And, even if you're right that utf8mb3 and CESU-8 (and Oracle UTF8) are technically identical, it's still not correct to say that "MySQL calls [UTF-16 supplemental characters converted to UTF-8 as though they were UCS-2 characters] utf8mb3", because MySQL quite clearly defines utf8mb3 as being BMP-only; so MySQL is not "calling" anything involving supplemental characters utf8mb3.

Having now been trying to understand this for hours, I think this Oracle document explains it pretty well: "The UTF8 character set encodes characters in one, two, or three bytes...If supplementary characters are inserted into a UTF8 database...the supplementary characters are treated as two separate, user-defined characters that occupy 6 bytes." If what you're saying is correct (and I don't know that it is, because I don't have anything authoritative saying so), then it sounds like this could be equally applicable to utf8mb3. The article could make that clear, if properly cited or demonstrated.
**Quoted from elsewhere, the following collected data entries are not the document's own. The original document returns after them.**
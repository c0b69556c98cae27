//! JPEG image format support

use crate::error::{IoError, IoResult};
use crate::luma::gray_from_channels;
use jpeg_decoder::PixelFormat;
use std::io::{Read, Write};
use wormscan_core::PixelGrid;

/// Default encode quality for measurement clips.
pub const DEFAULT_JPEG_QUALITY: u8 = 90;

/// Read a JPEG image, reduced to 8-bit grayscale.
pub fn read_jpeg<R: Read>(reader: R) -> IoResult<PixelGrid> {
    let mut decoder = jpeg_decoder::Decoder::new(reader);
    let data = decoder
        .decode()
        .map_err(|e| IoError::DecodeError(format!("JPEG decode error: {e}")))?;
    let info = decoder
        .info()
        .ok_or_else(|| IoError::DecodeError("JPEG header missing after decode".to_string()))?;

    let width = info.width as u32;
    let height = info.height as u32;
    match info.pixel_format {
        PixelFormat::L8 => gray_from_channels(width, height, 1, &data),
        PixelFormat::L16 => {
            let high: Vec<u8> = data.iter().step_by(2).copied().collect();
            gray_from_channels(width, height, 1, &high)
        }
        PixelFormat::RGB24 => gray_from_channels(width, height, 3, &data),
        PixelFormat::CMYK32 => Err(IoError::UnsupportedFormat(
            "CMYK JPEG is not supported".to_string(),
        )),
    }
}

/// Write a grid as a grayscale JPEG at the given quality.
pub fn write_jpeg<W: Write>(grid: &PixelGrid, writer: &mut W, quality: u8) -> IoResult<()> {
    let (width, height) = grid.dimensions();
    if width > u16::MAX as u32 || height > u16::MAX as u32 {
        return Err(IoError::EncodeError(format!(
            "{width}x{height} exceeds the JPEG dimension limit"
        )));
    }
    let mut encoded = Vec::new();
    let encoder = jpeg_encoder::Encoder::new(&mut encoded, quality);
    encoder
        .encode(
            grid.data(),
            width as u16,
            height as u16,
            jpeg_encoder::ColorType::Luma,
        )
        .map_err(|e| IoError::EncodeError(format!("JPEG encode error: {e}")))?;
    writer.write_all(&encoded)?;
    Ok(())
}
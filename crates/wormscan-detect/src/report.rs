//! Tab-separated results files
//!
//! A results file opens with comment lines, then one tab-separated line
//! per surviving record:
//!
//! ```text
//! # worms count:\t5
//! # posX\tposY\twidth\theight\ttrueLength\tclipId
//! 102\t88\t60\t200\t900\t7
//! ```
//!
//! The count in the header equals the sum of every record's override
//! contribution, an invariant any consumer summing the file relies on.

use crate::error::DetectResult;
use crate::record::{CountOverride, WormRecord};
use std::io::Write;

/// Format one record as its report line.
pub fn format_record_line(record: &WormRecord) -> String {
    format!(
        "{}\t{}\t{}\t{}\t{}\t{}",
        record.position_x,
        record.position_y,
        record.width,
        record.height,
        record.true_length,
        record.clip_id
    )
}

/// Write a results file.
///
/// `Deleted` records are omitted from the body and contribute 0 to the
/// header count; `OverriddenCount(n)` records keep one body line but
/// contribute `n`.
pub fn write_report<W: Write>(
    records: &[(WormRecord, CountOverride)],
    writer: &mut W,
) -> DetectResult<()> {
    let total: u32 = records.iter().map(|(_, o)| o.count()).sum();

    writeln!(writer, "# worms count:\t{}", total)?;
    writeln!(writer, "# posX\tposY\twidth\theight\ttrueLength\tclipId")?;
    for (record, over) in records {
        if over.keeps_line() {
            writeln!(writer, "{}", format_record_line(record))?;
        }
    }
    Ok(())
}

/// [`write_report`] into a string.
pub fn report_to_string(records: &[(WormRecord, CountOverride)]) -> DetectResult<String> {
    let mut out = Vec::new();
    write_report(records, &mut out)?;
    // the writer only ever receives UTF-8 text
    Ok(String::from_utf8_lossy(&out).into_owned())
}
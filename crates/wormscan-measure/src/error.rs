//! Error types for measurement operations

use thiserror::Error;

/// Errors raised by length tracing and line detection.
#[derive(Error, Debug)]
pub enum MeasureError {
    /// Error from core operations
    #[error("core error: {0}")]
    Core(#[from] wormscan_core::Error),

    /// Calibration scales must be finite and positive
    #[error("invalid calibration: {0}")]
    InvalidCalibration(String),

    /// Invalid parameters
    #[error("invalid parameters: {0}")]
    InvalidParameters(String),
}

/// Result type for measurement operations
pub type MeasureResult<T> = Result<T, MeasureError>;
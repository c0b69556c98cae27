//! wormscan-io - Image decode/encode boundary
//!
//! Everything inside the engine works on grayscale [`PixelGrid`]s; this
//! crate converts between those grids and the clip files the acquisition
//! tools produce. Binary PGM is hand-parsed and always available; PNG,
//! JPEG and GIF support sit behind feature flags mapped onto the
//! respective codec crates.
//!
//! Reading identifies the format from the file's magic bytes first and
//! the extension second; writing goes by extension.

mod error;
pub mod format;
pub mod luma;

#[cfg(feature = "gif-format")]
pub mod gif;
#[cfg(feature = "jpeg")]
pub mod jpeg;
#[cfg(feature = "pgm")]
pub mod pgm;
#[cfg(feature = "png-format")]
pub mod png;

pub use error::{IoError, IoResult};
pub use format::ImageFormat;
pub use luma::{gray_from_channels, luma};

use std::fs::File;
use std::io::{BufWriter, Cursor, Write};
use std::path::Path;
use wormscan_core::PixelGrid;

/// Read an image file into a grayscale grid.
pub fn read_image<P: AsRef<Path>>(path: P) -> IoResult<PixelGrid> {
    let path = path.as_ref();
    let bytes = std::fs::read(path)?;
    let format = ImageFormat::sniff(&bytes)
        .or_else(|| ImageFormat::from_path(path))
        .ok_or_else(|| {
            IoError::UnsupportedFormat(format!("cannot identify format of {}", path.display()))
        })?;
    decode_image(&bytes, format)
}

/// Decode in-memory image bytes of a known format into a grayscale grid.
pub fn decode_image(bytes: &[u8], format: ImageFormat) -> IoResult<PixelGrid> {
    match format {
        #[cfg(feature = "pgm")]
        ImageFormat::Pgm => pgm::read_pgm(&mut Cursor::new(bytes)),
        #[cfg(feature = "png-format")]
        ImageFormat::Png => png::read_png(Cursor::new(bytes)),
        #[cfg(feature = "jpeg")]
        ImageFormat::Jpeg => jpeg::read_jpeg(Cursor::new(bytes)),
        #[cfg(feature = "gif-format")]
        ImageFormat::Gif => gif::read_gif(Cursor::new(bytes)),
        #[allow(unreachable_patterns)]
        other => Err(IoError::UnsupportedFormat(format!(
            "{other:?} support is not enabled"
        ))),
    }
}

/// Write a grayscale grid to a file, format chosen by extension.
pub fn write_image<P: AsRef<Path>>(grid: &PixelGrid, path: P) -> IoResult<()> {
    let path = path.as_ref();
    let format = ImageFormat::from_path(path).ok_or_else(|| {
        IoError::UnsupportedFormat(format!("cannot pick a format for {}", path.display()))
    })?;
    let mut writer = BufWriter::new(File::create(path)?);
    encode_image(grid, format, &mut writer)?;
    writer.flush()?;
    Ok(())
}

/// Encode a grayscale grid into a writer in the given format.
pub fn encode_image<W: Write>(
    grid: &PixelGrid,
    format: ImageFormat,
    writer: &mut W,
) -> IoResult<()> {
    match format {
        #[cfg(feature = "pgm")]
        ImageFormat::Pgm => pgm::write_pgm(grid, writer),
        #[cfg(feature = "png-format")]
        ImageFormat::Png => png::write_png(grid, writer),
        #[cfg(feature = "jpeg")]
        ImageFormat::Jpeg => jpeg::write_jpeg(grid, writer, jpeg::DEFAULT_JPEG_QUALITY),
        #[cfg(feature = "gif-format")]
        ImageFormat::Gif => gif::write_gif(grid, writer),
        #[allow(unreachable_patterns)]
        other => Err(IoError::UnsupportedFormat(format!(
            "{other:?} support is not enabled"
        ))),
    }
}

/// Write a packed RGB buffer (label overlays and similar diagnostics) as
/// a PNG file.
#[cfg(feature = "png-format")]
pub fn write_rgb_image<P: AsRef<Path>>(
    width: u32,
    height: u32,
    rgb: &[u8],
    path: P,
) -> IoResult<()> {
    let mut writer = BufWriter::new(File::create(path.as_ref())?);
    png::write_rgb_png(width, height, rgb, &mut writer)?;
    writer.flush()?;
    Ok(())
}

#[cfg(test)]
mod tests {
    use super::*;

    #[test]
    fn test_decode_dispatches_by_magic() {
        let grid = PixelGrid::from_raw(2, 2, vec![1, 2, 3, 4]).unwrap();

        let mut pgm_bytes = Vec::new();
        encode_image(&grid, ImageFormat::Pgm, &mut pgm_bytes).unwrap();
        assert_eq!(ImageFormat::sniff(&pgm_bytes), Some(ImageFormat::Pgm));
        let decoded = decode_image(&pgm_bytes, ImageFormat::Pgm).unwrap();
        assert_eq!(decoded.data(), grid.data());

        let mut png_bytes = Vec::new();
        encode_image(&grid, ImageFormat::Png, &mut png_bytes).unwrap();
        assert_eq!(ImageFormat::sniff(&png_bytes), Some(ImageFormat::Png));
        let decoded = decode_image(&png_bytes, ImageFormat::Png).unwrap();
        assert_eq!(decoded.data(), grid.data());
    }

    #[test]
    fn test_read_write_files() {
        let dir = std::env::temp_dir().join("wormscan_io_test");
        std::fs::create_dir_all(&dir).unwrap();
        let path = dir.join("lattice.pgm");

        let grid = PixelGrid::from_raw(3, 3, (0u8..9).map(|v| v * 25).collect()).unwrap();
        write_image(&grid, &path).unwrap();
        let back = read_image(&path).unwrap();
        assert_eq!(back.dimensions(), (3, 3));
        assert_eq!(back.data(), grid.data());

        std::fs::remove_file(&path).ok();
    }

    #[test]
    fn test_unknown_extension_rejected() {
        let grid = PixelGrid::new(2, 2).unwrap();
        assert!(write_image(&grid, "clip.tiff").is_err());
    }
}
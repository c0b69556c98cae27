//! Grayscale reduction
//!
//! Color sources carry no extra information for the measurement pipeline,
//! so every decoder reduces to 8-bit luma on the way in using the ITU-R
//! BT.601 weights.

use crate::error::{IoError, IoResult};
use wormscan_core::PixelGrid;

/// BT.601 luma of one RGB triple.
#[inline]
pub fn luma(r: u8, g: u8, b: u8) -> u8 {
    ((299 * r as u32 + 587 * g as u32 + 114 * b as u32 + 500) / 1000) as u8
}

/// Reduces a packed `channels`-per-pixel byte buffer (RGB-first layouts)
/// to a grayscale grid. One- and two-channel layouts take the first
/// channel as gray, three and four reduce by luma.
pub fn gray_from_channels(
    width: u32,
    height: u32,
    channels: usize,
    data: &[u8],
) -> IoResult<PixelGrid> {
    let pixels = width as usize * height as usize;
    if channels == 0 || channels > 4 {
        return Err(IoError::InvalidData(format!(
            "unsupported channel count {channels}"
        )));
    }
    if data.len() < pixels * channels {
        return Err(IoError::InvalidData(format!(
            "pixel buffer holds {} bytes, need {}",
            data.len(),
            pixels * channels
        )));
    }
    let mut gray = Vec::with_capacity(pixels);
    for chunk in data[..pixels * channels].chunks_exact(channels) {
        let value = match channels {
            1 | 2 => chunk[0],
            _ => luma(chunk[0], chunk[1], chunk[2]),
        };
        gray.push(value);
    }
    Ok(PixelGrid::from_raw(width, height, gray)?)
}
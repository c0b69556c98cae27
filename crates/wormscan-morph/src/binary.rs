//! Binary morphology with a 3x3 brick
//!
//! The per-region pipeline only ever needs the 3x3 structuring element:
//! closing seals the pinholes adaptive thresholding leaves inside a
//! specimen body before thinning. Positions outside the grid read as
//! background, so erosion eats the image border and dilation never wraps.

use crate::error::MorphResult;
use wormscan_core::{BACKGROUND, FOREGROUND, PixelGrid};

/// Dilate with a 3x3 brick: a pixel is foreground if any pixel of its
/// 3x3 neighborhood (including itself) is foreground.
pub fn dilate(binary: &PixelGrid) -> MorphResult<PixelGrid> {
    let (width, height) = binary.dimensions();
    let mut out = PixelGrid::new(width, height)?;
    let data = out.data_mut();
    for y in 0..height as i64 {
        for x in 0..width as i64 {
            'probe: for dy in -1..=1 {
                for dx in -1..=1 {
                    if binary.get_or(x + dx, y + dy, BACKGROUND) == FOREGROUND {
                        data[y as usize * width as usize + x as usize] = FOREGROUND;
                        break 'probe;
                    }
                }
            }
        }
    }
    Ok(out)
}

/// Erode with a 3x3 brick: a pixel stays foreground only if its whole
/// 3x3 neighborhood is foreground.
pub fn erode(binary: &PixelGrid) -> MorphResult<PixelGrid> {
    let (width, height) = binary.dimensions();
    let mut out = PixelGrid::new(width, height)?;
    let data = out.data_mut();
    for y in 0..height as i64 {
        for x in 0..width as i64 {
            let mut keep = binary.get_or(x, y, BACKGROUND) == FOREGROUND;
            'probe: for dy in -1..=1 {
                for dx in -1..=1 {
                    if binary.get_or(x + dx, y + dy, BACKGROUND) != FOREGROUND {
                        keep = false;
                        break 'probe;
                    }
                }
            }
            if keep {
                data[y as usize * width as usize + x as usize] = FOREGROUND;
            }
        }
    }
    Ok(out)
}

/// Opening: erosion then dilation. Removes isolated specks smaller than
/// the brick.
pub fn open(binary: &PixelGrid) -> MorphResult<PixelGrid> {
    dilate(&erode(binary)?)
}

/// Closing: dilation then erosion. Seals holes and slits smaller than
/// the brick.
pub fn close(binary: &PixelGrid) -> MorphResult<PixelGrid> {
    erode(&dilate(binary)?)
}
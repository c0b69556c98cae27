//! Summed-area table
//!
//! One O(W·H) build pays for O(1) box sums afterwards, which is what makes
//! the adaptive thresholder linear in the image size regardless of box
//! size. The table is padded by one zero row and column so the four-corner
//! lookup needs no edge special-casing.

use wormscan_core::PixelGrid;

/// Summed-area (integral) table over an 8-bit grid.
///
/// `sum_rect` corners are inclusive pixel coordinates.
#[derive(Debug, Clone)]
pub struct IntegralImage {
    width: u32,
    height: u32,
    // (width + 1) * (height + 1), row-major, first row/column zero
    data: Vec<u64>,
}

impl IntegralImage {
    /// Build the table in a single pass over the grid.
    pub fn build(grid: &PixelGrid) -> Self {
        let (width, height) = grid.dimensions();
        let stride = width as usize + 1;
        let mut data = vec![0u64; stride * (height as usize + 1)];

        for y in 0..height as usize {
            let row = grid.row(y as u32).unwrap_or(&[]);
            let mut row_sum = 0u64;
            let above = y * stride;
            let current = (y + 1) * stride;
            for (x, &sample) in row.iter().enumerate() {
                row_sum += sample as u64;
                data[current + x + 1] = data[above + x + 1] + row_sum;
            }
        }

        Self {
            width,
            height,
            data,
        }
    }

    pub fn width(&self) -> u32 {
        self.width
    }

    pub fn height(&self) -> u32 {
        self.height
    }

    #[inline]
    fn at(&self, x: u32, y: u32) -> u64 {
        self.data[y as usize * (self.width as usize + 1) + x as usize]
    }

    /// Sum of samples over the rectangle with inclusive corners
    /// (x0, y0)-(x1, y1). Corners are clamped to the grid.
    pub fn sum_rect(&self, x0: u32, y0: u32, x1: u32, y1: u32) -> u64 {
        if self.width == 0 || self.height == 0 || x0 > x1 || y0 > y1 {
            return 0;
        }
        let x1 = x1.min(self.width - 1);
        let y1 = y1.min(self.height - 1);
        self.at(x1 + 1, y1 + 1) + self.at(x0, y0) - self.at(x1 + 1, y0) - self.at(x0, y1 + 1)
    }

    /// Mean sample value of the `box_size` square centered on (cx, cy),
    /// clipped at the grid edges.
    pub fn mean_box(&self, cx: u32, cy: u32, box_size: u32) -> f64 {
        let half = box_size / 2;
        let x0 = cx.saturating_sub(half);
        let y0 = cy.saturating_sub(half);
        let x1 = (cx + half).min(self.width - 1);
        let y1 = (cy + half).min(self.height - 1);
        let count = ((x1 - x0 + 1) as u64) * ((y1 - y0 + 1) as u64);
        self.sum_rect(x0, y0, x1, y1) as f64 / count as f64
    }
}

#[cfg(test)]
mod tests {
    use super::*;

    fn ramp_grid() -> PixelGrid {
        // 4x3 grid with sample = x + 4*y
        let data: Vec<u8> = (0..12).collect();
        PixelGrid::from_raw(4, 3, data).unwrap()
    }

    #[test]
    fn test_single_pixel_sums() {
        let g = ramp_grid();
        let it = IntegralImage::build(&g);
        for y in 0..3 {
            for x in 0..4 {
                assert_eq!(it.sum_rect(x, y, x, y), (x + 4 * y) as u64);
            }
        }
    }

    #[test]
    fn test_full_sum() {
        let g = ramp_grid();
        let it = IntegralImage::build(&g);
        assert_eq!(it.sum_rect(0, 0, 3, 2), (0..12u64).sum::<u64>());
    }

    #[test]
    fn test_interior_rect_sum() {
        let g = ramp_grid();
        let it = IntegralImage::build(&g);
        // samples at (1,1),(2,1),(1,2),(2,2) = 5 + 6 + 9 + 10
        assert_eq!(it.sum_rect(1, 1, 2, 2), 30);
    }

    #[test]
    fn test_corners_clamped() {
        let g = ramp_grid();
        let it = IntegralImage::build(&g);
        assert_eq!(it.sum_rect(2, 1, 99, 99), 6 + 7 + 10 + 11);
    }

    #[test]
    fn test_mean_box_uniform() {
        let g = PixelGrid::filled(9, 9, 128).unwrap();
        let it = IntegralImage::build(&g);
        for &(x, y) in &[(0u32, 0u32), (4, 4), (8, 8), (0, 8)] {
            assert!((it.mean_box(x, y, 5) - 128.0).abs() < 1e-9);
        }
    }

    #[test]
    fn test_mean_box_clipped_at_edge() {
        // 2x2 grid, values 10 and 30 in one row, box larger than grid
        let g = PixelGrid::from_raw(2, 1, vec![10, 30]).unwrap();
        let it = IntegralImage::build(&g);
        assert!((it.mean_box(0, 0, 15) - 20.0).abs() < 1e-9);
    }
}
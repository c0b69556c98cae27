//! wormscan-measure - Calibrated skeleton measurement
//!
//! This crate turns finalized skeletons into numbers:
//!
//! - Length tracing: tip-to-tip walk with per-axis stage calibration
//! - Topology summary consumed by the validity gates
//! - Hough line detection for locating the stage calibration line

mod error;
pub mod hough;
pub mod trace;

pub use error::{MeasureError, MeasureResult};

pub use hough::{HoughLine, HoughTransform, THETA_BINS};
pub use trace::{
    Calibration, DEFAULT_SCALE, INVALID_LENGTH, SkeletonMeasurement, measure_skeleton,
};
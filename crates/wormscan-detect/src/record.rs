//! Accepted-region records and manual overrides

/// One accepted specimen region.
///
/// Created only for regions that pass every validity gate; position and
/// size are the unpadded bounding box in full-image coordinates.
#[derive(Debug, Clone, Copy, PartialEq)]
pub struct WormRecord {
    /// Bounding-box left edge
    pub position_x: u32,
    /// Bounding-box top edge
    pub position_y: u32,
    pub width: u32,
    pub height: u32,
    /// Calibrated tip-to-tip length in physical units
    pub true_length: f64,
    /// Skeleton foreground pixel count
    pub pixel_length: u32,
    /// Identifier of the source clip
    pub clip_id: u32,
}

/// Manual-inspection override attached to a record after detection.
///
/// An overridden record never changes its measured fields; the override
/// only adjusts how the record contributes to a report.
#[derive(Debug, Clone, Copy, PartialEq, Eq, Default)]
pub enum CountOverride {
    /// Keep the record as detected
    #[default]
    Unchanged,
    /// The inspector rejected the record
    Deleted,
    /// The region actually holds this many specimens (e.g. an overlap)
    OverriddenCount(u32),
}

impl CountOverride {
    /// How many specimens this record contributes to the report total.
    pub fn count(&self) -> u32 {
        match self {
            CountOverride::Unchanged => 1,
            CountOverride::Deleted => 0,
            CountOverride::OverriddenCount(n) => *n,
        }
    }

    /// Whether the record's line appears in the report body.
    pub fn keeps_line(&self) -> bool {
        *self != CountOverride::Deleted
    }
}
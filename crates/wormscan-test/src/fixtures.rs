//! ASCII-art grid fixtures
//!
//! Regression tests describe small binary and grayscale images as string
//! rows, which keeps the expected shape visible right next to the
//! assertions.

use wormscan_core::{FOREGROUND, PixelGrid};

/// Build a binary grid from ASCII rows.
///
/// `'#'` marks a foreground pixel; every other character is background.
/// All rows must be the same length.
///
/// # Panics
///
/// Panics on empty or ragged input; fixtures are literals, so malformed
/// art is a bug in the test itself.
pub fn binary_grid(rows: &[&str]) -> PixelGrid {
    grid_from_rows(rows, |ch| if ch == b'#' { FOREGROUND } else { 0 })
}

/// Build a grayscale grid from ASCII rows.
///
/// Digits `'0'`-`'9'` map to samples 0, 28, 56, ... 252; `' '` and `'.'`
/// map to 0. All rows must be the same length.
///
/// # Panics
///
/// Panics on empty, ragged, or non-digit input.
pub fn gray_grid(rows: &[&str]) -> PixelGrid {
    grid_from_rows(rows, |ch| match ch {
        b'0'..=b'9' => (ch - b'0') * 28,
        b' ' | b'.' => 0,
        _ => panic!("gray fixture contains non-digit {:?}", ch as char),
    })
}

fn grid_from_rows(rows: &[&str], sample: impl Fn(u8) -> u8) -> PixelGrid {
    let height = rows.len();
    let width = rows.first().map_or(0, |r| r.len());
    assert!(width > 0 && height > 0, "fixture must be non-empty");

    let mut data = Vec::with_capacity(width * height);
    for (y, row) in rows.iter().enumerate() {
        assert_eq!(row.len(), width, "fixture row {} has a different length", y);
        data.extend(row.bytes().map(&sample));
    }

    match PixelGrid::from_raw(width as u32, height as u32, data) {
        Ok(grid) => grid,
        Err(e) => panic!("fixture construction failed: {}", e),
    }
}
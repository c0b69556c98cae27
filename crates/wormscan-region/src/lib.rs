//! Wormscan Region - flood fill, labeling and blob statistics
//!
//! Region-level analysis of binary grids:
//!
//! - [`flood_fill`] / [`fill_holes`] - tolerance-bounded 4-connected fill,
//!   hole closing, exclusion masking
//! - [`label_components`] - two-pass union-find connected-component labeling
//! - [`region_stats`] - per-label centroid, bounding box, pixel count and
//!   average radius
//! - [`colorize_labels`] - deterministic debug rendering of a label map

pub mod colorize;
pub mod error;
pub mod floodfill;
pub mod label;
pub mod stats;

pub use colorize::{RGB_BYTES, colorize_labels, label_colors};
pub use error::{RegionError, RegionResult};
pub use floodfill::{fill_holes, flood_fill};
pub use label::{ConnectivityType, LabelOptions, Labeling, label_components};
pub use stats::{RegionStat, region_stats};
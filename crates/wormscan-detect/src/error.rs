//! Error types for the detection pipeline

use thiserror::Error;

/// Errors raised by the detection pipeline and its configuration.
#[derive(Error, Debug)]
pub enum DetectError {
    /// Error from core operations
    #[error("core error: {0}")]
    Core(#[from] wormscan_core::Error),

    /// Error from thresholding
    #[error("filter error: {0}")]
    Filter(#[from] wormscan_filter::FilterError),

    /// Error from labeling or statistics
    #[error("region error: {0}")]
    Region(#[from] wormscan_region::RegionError),

    /// Error from morphology or skeleton repair
    #[error("morphology error: {0}")]
    Morph(#[from] wormscan_morph::MorphError),

    /// Error from length measurement
    #[error("measurement error: {0}")]
    Measure(#[from] wormscan_measure::MeasureError),

    /// A detection condition fails its range checks
    #[error("invalid detection condition: {0}")]
    InvalidCondition(String),

    /// A preset profile line does not follow the expected format
    #[error("preset syntax error at line {line}: {message}")]
    PresetSyntax { line: usize, message: String },

    /// No preset section with the requested title exists
    #[error("preset not found: {0}")]
    PresetNotFound(String),

    /// I/O error while writing a report
    #[error("I/O error: {0}")]
    Io(#[from] std::io::Error),
}

/// Result type for detection operations
pub type DetectResult<T> = Result<T, DetectError>;
//! Skeleton topology
//!
//! Endpoint and branch classification over the 3x3 neighborhood,
//! foreground count including the pixel itself:
//!
//! - count 2: endpoint (one connected neighbor)
//! - count 1 or 2: spur candidate (isolated pixel or endpoint)
//! - count >= 4: branch point (three or more connected neighbors)
//!
//! Thinning tends to smear a physical junction across adjacent pixels, so
//! branch points within Chebyshev distance 2 of each other collapse into a
//! single representative before they are counted for gating.

use wormscan_core::{BACKGROUND, FOREGROUND, PixelGrid};

/// Chebyshev radius inside which branch points merge
pub const BRANCH_MERGE_RADIUS: i64 = 2;

/// Foreground count of the 3x3 neighborhood including (x, y) itself.
#[inline]
pub fn neighborhood_count(grid: &PixelGrid, x: i64, y: i64) -> u32 {
    let mut count = 0;
    for dy in -1..=1 {
        for dx in -1..=1 {
            if grid.get_or(x + dx, y + dy, BACKGROUND) == FOREGROUND {
                count += 1;
            }
        }
    }
    count
}

/// Whether (x, y) is a foreground pixel with exactly one neighbor.
#[inline]
pub fn is_endpoint(grid: &PixelGrid, x: i64, y: i64) -> bool {
    grid.get_or(x, y, BACKGROUND) == FOREGROUND && neighborhood_count(grid, x, y) == 2
}

/// All endpoints in raster order.
pub fn endpoints(grid: &PixelGrid) -> Vec<(u32, u32)> {
    let (width, height) = grid.dimensions();
    let mut points = Vec::new();
    for y in 0..height {
        for x in 0..width {
            if is_endpoint(grid, x as i64, y as i64) {
                points.push((x, y));
            }
        }
    }
    points
}

/// Branch points in raster order, deduplicated within
/// [`BRANCH_MERGE_RADIUS`]: the first candidate of each cluster stands for
/// the whole junction.
pub fn branch_points(grid: &PixelGrid) -> Vec<(u32, u32)> {
    let (width, height) = grid.dimensions();
    let mut representatives: Vec<(u32, u32)> = Vec::new();
    for y in 0..height {
        for x in 0..width {
            if grid.get(x, y) != Some(FOREGROUND) {
                continue;
            }
            if neighborhood_count(grid, x as i64, y as i64) < 4 {
                continue;
            }
            let near_existing = representatives.iter().any(|&(rx, ry)| {
                (rx as i64 - x as i64).abs() <= BRANCH_MERGE_RADIUS
                    && (ry as i64 - y as i64).abs() <= BRANCH_MERGE_RADIUS
            });
            if !near_existing {
                representatives.push((x, y));
            }
        }
    }
    representatives
}

#[cfg(test)]
mod tests {
    use super::*;

    fn binary(rows: &[&str]) -> PixelGrid {
        let height = rows.len() as u32;
        let width = rows[0].len() as u32;
        let data: Vec<u8> = rows
            .iter()
            .flat_map(|r| r.bytes())
            .map(|b| if b == b'#' { FOREGROUND } else { BACKGROUND })
            .collect();
        PixelGrid::from_raw(width, height, data).unwrap()
    }

    #[test]
    fn test_line_has_two_endpoints_no_branches() {
        let g = binary(&[
            ".....",
            ".###.",
            ".....",
        ]);
        assert_eq!(endpoints(&g), vec![(1, 1), (3, 1)]);
        assert!(branch_points(&g).is_empty());
    }

    #[test]
    fn test_isolated_pixel_is_not_endpoint() {
        let g = binary(&[
            "...",
            ".#.",
            "...",
        ]);
        // count 1: spur candidate but not an endpoint
        assert_eq!(neighborhood_count(&g, 1, 1), 1);
        assert!(endpoints(&g).is_empty());
    }

    #[test]
    fn test_cross_center_is_branch() {
        let g = binary(&[
            "..#..",
            "..#..",
            "#####",
            "..#..",
            "..#..",
        ]);
        assert_eq!(neighborhood_count(&g, 2, 2), 5);
        assert_eq!(endpoints(&g), vec![(2, 0), (0, 2), (4, 2), (2, 4)]);
        // every pixel adjacent to the junction qualifies; the raster-first
        // one (2, 1) stands for the cluster
        assert_eq!(branch_points(&g), vec![(2, 1)]);
    }

    #[test]
    fn test_adjacent_branch_pixels_deduplicate() {
        // Y junction thinned onto two adjacent rows: both qualify, one
        // representative survives
        let g = binary(&[
            "#.#..",
            ".#...",
            ".#...",
            "#.#..",
        ]);
        let pts: Vec<(u32, u32)> = {
            let mut all = Vec::new();
            for y in 0..4i64 {
                for x in 0..5i64 {
                    if g.get_or(x, y, BACKGROUND) == FOREGROUND
                        && neighborhood_count(&g, x, y) >= 4
                    {
                        all.push((x as u32, y as u32));
                    }
                }
            }
            all
        };
        assert_eq!(pts, vec![(1, 1), (1, 2)]);
        assert_eq!(branch_points(&g), vec![(1, 1)]);
    }

    #[test]
    fn test_distant_branches_stay_separate() {
        let g = binary(&[
            ".#....#.",
            "###..###",
            ".#....#.",
        ]);
        assert_eq!(branch_points(&g), vec![(1, 1), (6, 1)]);
    }
}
TL;DR: It's not accurate to describe utf8mb3 as having any representation of supplemental characters, even if it can technically can do so as described by CESU-8, because it is defined otherwise. Further, claiming utf8mb3 is technically identical to CESU-8 warrants citation or demonstration, and the claim would benefit from greater clarity. Ivanxqz (talk) 00:45, 15 September 2020 (UTC)Reply

Both of then translate a UTF-16 supplemental pair into exactly the same 6 bytes, and unpaired surrogate halves into exactly the same 3 bytes, therefore they are identical.Spitzak (talk) 21:20, 15 September 2020 (UTC)Reply
Can you cite this anywhere? No original research, etc. The only source for your information is you. (And you haven't responded to anything that I wrote above, not even the TLDR -- even if technically identical, which you have only asserted and not cited, MySQL does not "call" CESU-8 "utf8mb3" as you state -- utf8mb3 explicitly does not support supplemental characters, and therefore any handling of them in the style of CESU-8 is an accident, not a design.) Ivanxqz (talk) 04:55, 16 September 2020 (UTC)Reply

I decided to rewrite the CESU-8 section for what I think is greater clarity and accuracy. I included that CESU-8 in utf8mb3 is possible (though unsupported), on the basis of Spitzak's claim that it's the case. I noted that it needs a citation. I think it's not actually true, though, on the basis of Bernt's counter-demonstration at Talk:CESU-8#Comments, which I also just verified myself, and also the original references regarding utf8mb3 in the previous version, but I'll leave it for now. (Spitzak? Can you show somewhere why your claim that utf8mb3 can support supplemental characters via CESU-8 is accurate?)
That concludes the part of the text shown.